ラスト近いところに登場する小学生に 声をかける翔子。
仲間から孤立しつつも精一杯幼いなりに凛と生きようとしているその小学生に昔の自分を見て、
エールを送りながら、自分も励ます翔子。

このシーンで思い出したことがある。私が20代くらいの頃、電車の中で女の子3人連れ
リーダー格の女の子に 理不尽ないいがかりをつけられ、大人しそうな女の子は 今にも泣きそうな表情をしていた。
その線の細い女の子に 私は 何も言ってあげられなかった。心の中で 私はあなたの味方だから。。
とつぶやいただけ。もしも今なら声をかけることができそうに思う。(たぶん。。)

この小説のそれぞれの物語は 私にとっては真に胸に迫ってくるものが、残念ながら無かった。
私なら。
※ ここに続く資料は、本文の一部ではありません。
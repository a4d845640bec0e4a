//! Session state shared across one interpreter instance.
//!
//! A session holds:
//! - The environment (`NAME` → value)
//! - The alias table, read-only during evaluation
//! - The last return code (`$?`)
//! - The stage buffer carrying the previous pipeline stage's output

use std::collections::HashMap;

use super::result::ReturnCode;

/// Alias table: word → replacement command text.
pub type AliasTable = HashMap<String, String>;

/// Mutable state for one interpreter session.
///
/// Not synchronized. The [`Kernel`](crate::Kernel) serializes access so only
/// one evaluation touches a session at a time.
#[derive(Debug, Clone, Default)]
pub struct Session {
    env: HashMap<String, String>,
    aliases: AliasTable,
    return_code: ReturnCode,
    stage_buffer: Option<String>,
    /// Aliases whose replacement is currently being evaluated.
    expanding: Vec<String>,
}

impl Session {
    /// Create an empty session.
    pub fn new() -> Self {
        Self::default()
    }

    /// Create a session with an initial environment and alias table.
    pub fn with_state(env: HashMap<String, String>, aliases: AliasTable) -> Self {
        Self {
            env,
            aliases,
            ..Self::default()
        }
    }

    /// Get a variable.
    pub fn get_var(&self, name: &str) -> Option<&str> {
        self.env.get(name).map(String::as_str)
    }

    /// Set a variable, replacing any earlier value.
    pub fn set_var(&mut self, name: impl Into<String>, value: impl Into<String>) {
        self.env.insert(name.into(), value.into());
    }

    /// Remove a variable, returning its value if it was set.
    pub fn remove_var(&mut self, name: &str) -> Option<String> {
        self.env.remove(name)
    }

    /// All variables, sorted by name.
    pub fn vars(&self) -> Vec<(&str, &str)> {
        let mut vars: Vec<_> = self
            .env
            .iter()
            .map(|(k, v)| (k.as_str(), v.as_str()))
            .collect();
        vars.sort_unstable();
        vars
    }

    /// Look up an alias replacement.
    pub fn alias(&self, name: &str) -> Option<&str> {
        self.aliases.get(name).map(String::as_str)
    }

    /// The alias table.
    pub fn aliases(&self) -> &AliasTable {
        &self.aliases
    }

    /// The last return code.
    pub fn return_code(&self) -> ReturnCode {
        self.return_code
    }

    pub fn set_return_code(&mut self, code: ReturnCode) {
        self.return_code = code;
    }

    /// Output of the previous pipeline stage, if any.
    pub fn stage_buffer(&self) -> Option<&str> {
        self.stage_buffer.as_deref()
    }

    pub fn set_stage_buffer(&mut self, text: String) {
        self.stage_buffer = Some(text);
    }

    pub fn take_stage_buffer(&mut self) -> Option<String> {
        self.stage_buffer.take()
    }

    pub fn clear_stage_buffer(&mut self) {
        self.stage_buffer = None;
    }

    /// Put back a buffer saved with [`take_stage_buffer`](Self::take_stage_buffer).
    pub fn restore_stage_buffer(&mut self, saved: Option<String>) {
        self.stage_buffer = saved;
    }

    /// Mark an alias as being expanded. False if it already is.
    pub(crate) fn enter_alias(&mut self, name: &str) -> bool {
        if self.is_expanding(name) {
            return false;
        }
        self.expanding.push(name.to_string());
        true
    }

    pub(crate) fn leave_alias(&mut self, name: &str) {
        if let Some(pos) = self.expanding.iter().rposition(|n| n == name) {
            self.expanding.remove(pos);
        }
    }

    /// Whether an alias is in the middle of being expanded.
    pub fn is_expanding(&self, name: &str) -> bool {
        self.expanding.iter().any(|n| n == name)
    }
}

#[cfg(test)]
mod tests {
    use super::*;

    #[test]
    fn unset_var_is_none() {
        let session = Session::new();
        assert_eq!(session.get_var("MISSING"), None);
    }

    #[test]
    fn set_overwrites() {
        let mut session = Session::new();
        session.set_var("X", "1");
        session.set_var("X", "2");
        assert_eq!(session.get_var("X"), Some("2"));
        assert_eq!(session.remove_var("X"), Some("2".to_string()));
        assert_eq!(session.get_var("X"), None);
    }

    #[test]
    fn vars_are_sorted() {
        let mut session = Session::new();
        session.set_var("B", "2");
        session.set_var("A", "1");
        assert_eq!(session.vars(), vec![("A", "1"), ("B", "2")]);
    }

    #[test]
    fn stage_buffer_lifecycle() {
        let mut session = Session::new();
        assert_eq!(session.stage_buffer(), None);
        session.set_stage_buffer("out".into());
        assert_eq!(session.stage_buffer(), Some("out"));
        assert_eq!(session.take_stage_buffer(), Some("out".into()));
        assert_eq!(session.stage_buffer(), None);
    }

    #[test]
    fn alias_reentry_is_refused() {
        let mut session = Session::new();
        assert!(session.enter_alias("ll"));
        assert!(!session.enter_alias("ll"));
        assert!(session.is_expanding("ll"));
        session.leave_alias("ll");
        assert!(!session.is_expanding("ll"));
        assert!(session.enter_alias("ll"));
    }

    #[test]
    fn initial_state() {
        let mut aliases = AliasTable::new();
        aliases.insert("nvim".into(), "vim".into());
        let session = Session::with_state(HashMap::from([("HOME".into(), "/".into())]), aliases);
        assert_eq!(session.get_var("HOME"), Some("/"));
        assert_eq!(session.alias("nvim"), Some("vim"));
        assert_eq!(session.return_code(), ReturnCode::Success);
    }
}
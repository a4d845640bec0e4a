//! Interpreter module for tinsh.
//!
//! # Architecture
//!
//! The interpreter is built in layers:
//!
//! - **Session**: environment, alias table, `$?`, and the pipeline stage buffer
//! - **Expander**: resolves words (parameters, command substitution) to text
//! - **Evaluator**: walks the tree, sequencing commands, pipelines, subshells
//!   and `&&`/`||` chains, and falls back to aliases for unknown names
//!
//! # Example
//!
//! ```
//! use tinsh_kernel::ast::{Ast, Command, Node};
//! use tinsh_kernel::interpreter::{Evaluator, Session};
//! use tinsh_kernel::parser::ShellParser;
//! use tinsh_kernel::tools::{register_builtins, ToolRegistry};
//!
//! # tokio::runtime::Builder::new_current_thread().build().unwrap().block_on(async {
//! let mut tools = ToolRegistry::new();
//! register_builtins(&mut tools);
//! let parser = ShellParser::new();
//! let mut session = Session::new();
//!
//! let ast = Ast::script(vec![Node::Command(Command::simple("echo", &["hi"]))]);
//! let out = Evaluator::new(&tools, &parser).run(&ast, &mut session).await.unwrap();
//! assert_eq!(out, "hi\n");
//! # });
//! ```

mod control;
mod eval;
mod expand;
mod result;
mod session;

pub use control::strip_control_sequences;
pub use eval::Evaluator;
pub use expand::{resolve_parameter, SessionResolvers};
pub use result::{ExecResult, ReturnCode};
pub use session::{AliasTable, Session};
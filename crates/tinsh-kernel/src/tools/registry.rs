//! Name → tool lookup table.

use std::collections::HashMap;
use std::sync::Arc;

use super::traits::Tool;

/// Registry of dispatchable commands.
#[derive(Default, Clone)]
pub struct ToolRegistry {
    tools: HashMap<String, Arc<dyn Tool>>,
}

impl ToolRegistry {
    /// Create an empty registry.
    pub fn new() -> Self {
        Self::default()
    }

    /// Register a tool under its own name, replacing any previous entry.
    pub fn register(&mut self, tool: impl Tool + 'static) {
        let name = tool.name().to_string();
        self.tools.insert(name, Arc::new(tool));
    }

    /// Register a tool under an explicit name.
    pub fn register_as(&mut self, name: impl Into<String>, tool: impl Tool + 'static) {
        self.tools.insert(name.into(), Arc::new(tool));
    }

    /// Look up a tool by name.
    pub fn get(&self, name: &str) -> Option<Arc<dyn Tool>> {
        self.tools.get(name).cloned()
    }

    pub fn contains(&self, name: &str) -> bool {
        self.tools.contains_key(name)
    }

    /// Registered names, sorted.
    pub fn names(&self) -> Vec<String> {
        let mut names: Vec<_> = self.tools.keys().cloned().collect();
        names.sort_unstable();
        names
    }

    pub fn len(&self) -> usize {
        self.tools.len()
    }

    pub fn is_empty(&self) -> bool {
        self.tools.is_empty()
    }
}

impl std::fmt::Debug for ToolRegistry {
    fn fmt(&self, f: &mut std::fmt::Formatter<'_>) -> std::fmt::Result {
        f.debug_struct("ToolRegistry")
            .field("tools", &self.names())
            .finish()
    }
}

#[cfg(test)]
mod tests {
    use async_trait::async_trait;

    use super::*;
    use crate::interpreter::{ExecResult, Session};

    struct Hello;

    #[async_trait]
    impl Tool for Hello {
        fn name(&self) -> &str {
            "hello"
        }

        async fn execute(&self, _args: Vec<String>, _session: &mut Session) -> ExecResult {
            ExecResult::success("hello\n")
        }
    }

    #[test]
    fn register_by_own_name() {
        let mut registry = ToolRegistry::new();
        assert!(registry.is_empty());
        registry.register(Hello);
        assert!(registry.contains("hello"));
        assert_eq!(registry.len(), 1);
    }

    #[tokio::test]
    async fn register_under_other_name() {
        let mut registry = ToolRegistry::new();
        registry.register_as("hi", Hello);
        assert!(!registry.contains("hello"));

        let tool = registry.get("hi").expect("registered");
        let mut session = Session::new();
        assert_eq!(tool.execute(vec![], &mut session).await.out, "hello\n");
    }

    #[test]
    fn names_are_sorted() {
        let mut registry = ToolRegistry::new();
        registry.register_as("b", Hello);
        registry.register_as("a", Hello);
        assert_eq!(registry.names(), vec!["a", "b"]);
    }
}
。声をかけられないままの主人公と 声をかけてもらえなかった小学生の物語になってしまう。
でも その出会いは、すれ違いであったけど何か私に残ったし、その小学生の女の子も、それを知らないままでも
きっと彼女はしっかりと成長していってくれてると思う。

映画は観てみたいと思います。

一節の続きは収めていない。